The death toll from Ecuador's devastating magnitude 7.8 earthquake has risen to 602 people, as dozens of aftershocks shook cities and towns around the country, spooking residents but causing no further damage.
Last Saturday's quake, the worst in nearly seven decades, injured 12,492 people and left 130 missing, emergency management authorities said in a bulletin.
Survivors were shaken again late on Thursday night when a powerful magnitude-6.0 quake struck off Ecuador's coast about 100 kilometres north-north-west of Portoviejo and at a depth of 10 kilometres.
"When it started to shake last night we started to pray," said Alex Bachon, 43, a construction worker repairing damage from the first quake at a hotel in Guayaquil.
"I have never seen anything like this, it's been so bad."

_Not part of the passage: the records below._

use crate::ir::{
    Binding, ClientOptions, Constraints, EnhancementLevel, ExecutableFunction,
    FunctionDescriptor, ModuleDescriptor, ParamType, ParameterDescriptor, ParameterLocation,
    RequestPlan, RetryPolicy, StandardParam,
};

/// Values accepted by the Expert-tier `RetryMode` parameter.
pub const RETRY_MODES: [&str; 3] = ["Default", "Ignore", "Retry"];

/// First delay of the retry backoff; doubled after each failed attempt.
pub const RETRY_INITIAL_DELAY_MS: u64 = 500;

/// Apply an enhancement level to a function descriptor.
///
/// Parameters, in order: path parameters, then (Advanced and up) query
/// parameters and the body, then the synthetic parameters `BaseUri`,
/// `Headers`, `AuthToken`, `TimeoutSec` (Standard and up), `NoThrow` and
/// `RetryMode` (Expert).
pub fn compose(
    function: &FunctionDescriptor,
    level: EnhancementLevel,
    base_url: Option<&str>,
    client: &ClientOptions,
) -> ExecutableFunction {
    let advanced = level >= EnhancementLevel::Advanced;
    let mut parameters: Vec<ParameterDescriptor> = function.path_parameters().cloned().collect();

    if advanced {
        parameters.extend(function.query_parameters().cloned());
        if let Some(body) = function.body_parameter() {
            let mut body = body.clone();
            body.required = function.body_required;
            parameters.push(body);
        }
    }

    let mut base_uri = function
        .standard_parameter(StandardParam::BaseUri)
        .cloned()
        .unwrap_or_else(|| {
            ParameterDescriptor::standard(StandardParam::BaseUri, ParamType::String, "Base URL of the API.")
        });
    base_uri.required = base_url.is_none();
    parameters.push(base_uri);

    parameters.push(ParameterDescriptor::standard(
        StandardParam::Headers,
        ParamType::StringMap,
        "Additional request headers.",
    ));

    if let Some(token) = function.standard_parameter(StandardParam::AuthToken) {
        let mut token = token.clone();
        token.description = format!(
            "Authentication token, sent in the {} header.",
            client.auth_header
        );
        parameters.push(token);
    }

    if level >= EnhancementLevel::Standard {
        parameters.push(ParameterDescriptor::standard(
            StandardParam::TimeoutSec,
            ParamType::Integer,
            "Request timeout in seconds.",
        ));
    }

    if let Some(no_throw) = function.standard_parameter(StandardParam::NoThrow) {
        parameters.push(no_throw.clone());
    }

    if level == EnhancementLevel::Expert {
        let mut retry = ParameterDescriptor::standard(
            StandardParam::RetryMode,
            ParamType::String,
            "Failure handling: Default rethrows, Ignore returns $null, Retry retries the request.",
        );
        retry.constraints = Some(Constraints {
            enum_values: RETRY_MODES.iter().map(|m| m.to_string()).collect(),
            ..Constraints::default()
        });
        parameters.push(retry);
    }

    let request = RequestPlan {
        path_bindings: function.path_parameters().map(binding).collect(),
        query_bindings: if advanced {
            function.query_parameters().map(binding).collect()
        } else {
            Vec::new()
        },
        body: parameters
            .iter()
            .find(|p| p.location == ParameterLocation::Body)
            .map(|p| p.safe_name.clone()),
        timeout: level >= EnhancementLevel::Standard,
        auth_header: client.auth_header.clone(),
        retry: (level == EnhancementLevel::Expert).then(|| RetryPolicy {
            attempts: client.retry_attempts.max(1),
            initial_delay_ms: RETRY_INITIAL_DELAY_MS,
        }),
    };

    ExecutableFunction {
        name: function.name.clone(),
        method: function.method,
        path: function.path.clone(),
        summary: function.summary.clone(),
        description: function.description.clone(),
        deprecated: function.deprecated,
        level,
        parameters,
        request,
        omitted_query_parameters: if advanced {
            function.omitted_query_parameters.clone()
        } else {
            Vec::new()
        },
    }
}

fn binding(param: &ParameterDescriptor) -> Binding {
    Binding {
        wire_name: param.original_name.clone(),
        parameter: param.safe_name.clone(),
    }
}

impl ModuleDescriptor {
    /// Every function composed at the module's enhancement level.
    pub fn executable_functions(&self) -> Vec<ExecutableFunction> {
        self.functions
            .iter()
            .map(|f| compose(f, self.level, self.base_url.as_deref(), &self.client))
            .collect()
    }
}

There were more than 70 aftershocks throughout Thursday night and Friday, the country's geology institute reported.
PHOTO: A man stands amid the rubble in the town of Pedernales as new aftershocks rattled Ecuador. (AFP: Rodrigo Buendia)
There have been a total of 700 aftershocks since last Saturday's quake.
The tremors will continue for several weeks, emergency management official Ricardo Penaherrera warned on Friday, and he called on Ecuadoreans to stay calm.
Survivors in the quake zone were receiving food, water and medicine from the Government and scores of foreign aid workers, though President Rafael Correa acknowledged that bad roads delayed aid to some communities.
With close to 7,000 buildings destroyed, more than 26,000 people were living in shelters. Some 14,000 security personnel were keeping order in quake-hit area, with only sporadic looting reported.
Officials say 113 survivors have been rescued from the rubble but hopes of finding more are slim.
The cost of rebuilding
Correa's leftist Government, facing a mammoth rebuilding task at a time of greatly reduced oil revenues in the OPEC country, has said it would temporarily increase some taxes, offer assets for sale and possibly issue bonds abroad to fund reconstruction.
Correa has estimated damage at $US2 billion ($2.5 billion) to $US3 billion ($3.8 billion).
PHOTO: Police officers pile empty coffins in one of Ecuador's worst-hit towns, Pedernales. (AFP: Rodrigo Buendia)
A raft of temporary tax increases should raise between $US650 million ($842 million) and $US1 billion ($1.2 billion), the Government said, stressing those in quake areas would be exempt.
The 487-megawatt hydroelectric dam Sopladora, which is still in an experimental phase, could be one of the assets put on sale.
Lower oil revenue has already left the country of 16 million people facing near-zero growth and lower investment.
The quake came as a particularly severe blow to the tourism sector, just as the Government was launching a major push to attract more tourists.
The South American country had only recently aired a Super Bowl commercial touting its beaches, islands and other charms — the first country ever to buy the American football championship's notoriously expensive ad airtime.
The Government appealed for travellers to continue to fuel the $US1.7 billion ($2.2 billion) tourism industry, but visitors may be put off by warnings from health experts about the threat of mosquito-borne viruses in the quake area.